### TASK REQUIREMENTS
Lines to restate from the data below: from the one containing "let word = match" to the one containing "let primary = d.labels.iter().find(|l|", both included. Give them again exactly, and only them.

Dataset entries:
↓↓↓
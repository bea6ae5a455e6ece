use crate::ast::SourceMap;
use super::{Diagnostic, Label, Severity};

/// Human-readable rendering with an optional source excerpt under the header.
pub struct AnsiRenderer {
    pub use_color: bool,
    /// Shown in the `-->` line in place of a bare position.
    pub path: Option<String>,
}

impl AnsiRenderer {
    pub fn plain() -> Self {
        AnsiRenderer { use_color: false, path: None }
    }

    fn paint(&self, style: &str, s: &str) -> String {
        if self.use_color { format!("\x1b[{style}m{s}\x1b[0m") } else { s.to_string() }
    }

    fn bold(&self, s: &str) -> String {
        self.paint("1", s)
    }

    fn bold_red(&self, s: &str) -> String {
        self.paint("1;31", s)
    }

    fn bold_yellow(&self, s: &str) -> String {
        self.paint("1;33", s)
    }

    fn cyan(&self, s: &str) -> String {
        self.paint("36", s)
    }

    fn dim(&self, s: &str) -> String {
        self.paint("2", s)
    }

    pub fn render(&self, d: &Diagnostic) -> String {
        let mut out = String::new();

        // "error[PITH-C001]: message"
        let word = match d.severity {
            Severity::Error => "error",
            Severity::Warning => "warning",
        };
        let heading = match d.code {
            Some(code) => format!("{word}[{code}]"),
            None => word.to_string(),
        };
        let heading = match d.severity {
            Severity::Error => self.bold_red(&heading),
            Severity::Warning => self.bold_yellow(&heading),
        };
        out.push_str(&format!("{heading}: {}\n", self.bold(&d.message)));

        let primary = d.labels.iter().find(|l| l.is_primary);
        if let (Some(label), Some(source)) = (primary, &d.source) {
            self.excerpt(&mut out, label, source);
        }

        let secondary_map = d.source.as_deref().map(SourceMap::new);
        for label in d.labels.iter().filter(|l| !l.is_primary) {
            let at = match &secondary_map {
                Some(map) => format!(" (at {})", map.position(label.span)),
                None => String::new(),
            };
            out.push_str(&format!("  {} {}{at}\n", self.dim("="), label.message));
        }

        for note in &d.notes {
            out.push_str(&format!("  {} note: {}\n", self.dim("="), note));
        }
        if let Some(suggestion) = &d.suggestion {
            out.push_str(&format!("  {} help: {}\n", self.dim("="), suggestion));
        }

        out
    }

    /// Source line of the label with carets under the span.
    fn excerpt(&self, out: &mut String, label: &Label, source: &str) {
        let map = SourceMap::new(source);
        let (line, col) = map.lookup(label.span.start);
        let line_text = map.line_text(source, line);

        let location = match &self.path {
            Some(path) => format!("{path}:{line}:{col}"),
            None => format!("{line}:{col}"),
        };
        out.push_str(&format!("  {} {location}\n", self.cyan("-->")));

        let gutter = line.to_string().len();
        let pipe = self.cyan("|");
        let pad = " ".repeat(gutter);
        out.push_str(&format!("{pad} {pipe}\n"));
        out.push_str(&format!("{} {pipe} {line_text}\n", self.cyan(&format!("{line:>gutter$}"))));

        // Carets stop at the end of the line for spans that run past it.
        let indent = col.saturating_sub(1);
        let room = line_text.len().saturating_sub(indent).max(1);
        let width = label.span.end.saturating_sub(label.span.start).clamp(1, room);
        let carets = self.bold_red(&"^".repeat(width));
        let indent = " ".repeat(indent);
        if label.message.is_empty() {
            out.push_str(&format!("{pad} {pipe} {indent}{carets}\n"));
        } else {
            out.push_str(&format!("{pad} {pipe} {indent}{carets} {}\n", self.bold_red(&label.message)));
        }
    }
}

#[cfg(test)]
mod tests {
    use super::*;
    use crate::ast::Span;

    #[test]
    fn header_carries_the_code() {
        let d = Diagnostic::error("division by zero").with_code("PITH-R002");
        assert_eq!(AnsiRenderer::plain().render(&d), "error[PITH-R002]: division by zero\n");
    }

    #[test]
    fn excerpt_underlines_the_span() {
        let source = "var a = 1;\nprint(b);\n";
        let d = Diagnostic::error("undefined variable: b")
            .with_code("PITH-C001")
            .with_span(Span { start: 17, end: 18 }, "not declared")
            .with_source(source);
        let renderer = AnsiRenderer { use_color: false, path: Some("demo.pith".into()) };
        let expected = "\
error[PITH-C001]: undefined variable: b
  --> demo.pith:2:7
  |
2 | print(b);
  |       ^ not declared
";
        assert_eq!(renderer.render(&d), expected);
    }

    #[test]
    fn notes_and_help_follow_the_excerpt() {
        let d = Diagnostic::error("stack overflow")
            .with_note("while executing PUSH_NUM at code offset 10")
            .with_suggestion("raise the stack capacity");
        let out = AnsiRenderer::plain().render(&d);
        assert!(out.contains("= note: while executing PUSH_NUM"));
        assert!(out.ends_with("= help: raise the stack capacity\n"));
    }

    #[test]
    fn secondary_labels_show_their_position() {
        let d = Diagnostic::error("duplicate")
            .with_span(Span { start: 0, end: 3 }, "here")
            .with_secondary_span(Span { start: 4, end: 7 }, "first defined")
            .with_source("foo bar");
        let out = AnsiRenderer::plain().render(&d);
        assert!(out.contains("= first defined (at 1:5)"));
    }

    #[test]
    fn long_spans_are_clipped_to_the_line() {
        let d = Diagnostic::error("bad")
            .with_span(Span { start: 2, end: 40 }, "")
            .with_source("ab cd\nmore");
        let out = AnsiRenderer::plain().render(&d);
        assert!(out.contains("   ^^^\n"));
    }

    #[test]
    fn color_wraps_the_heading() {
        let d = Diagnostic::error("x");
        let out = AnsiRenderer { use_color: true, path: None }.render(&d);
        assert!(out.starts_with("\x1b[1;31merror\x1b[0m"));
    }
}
↑↑↑
### REPLY TO THE EXERCISE
        let word = match d.severity {
            Severity::Error => "error",
            Severity::Warning => "warning",
        };
        let heading = match d.code {
            Some(code) => format!("{word}[{code}]"),
            None => word.to_string(),
        };
        let heading = match d.severity {
            Severity::Error => self.bold_red(&heading),
            Severity::Warning => self.bold_yellow(&heading),
        };
        out.push_str(&format!("{heading}: {}\n", self.bold(&d.message)));

        let primary = d.labels.iter().find(|l| l.is_primary);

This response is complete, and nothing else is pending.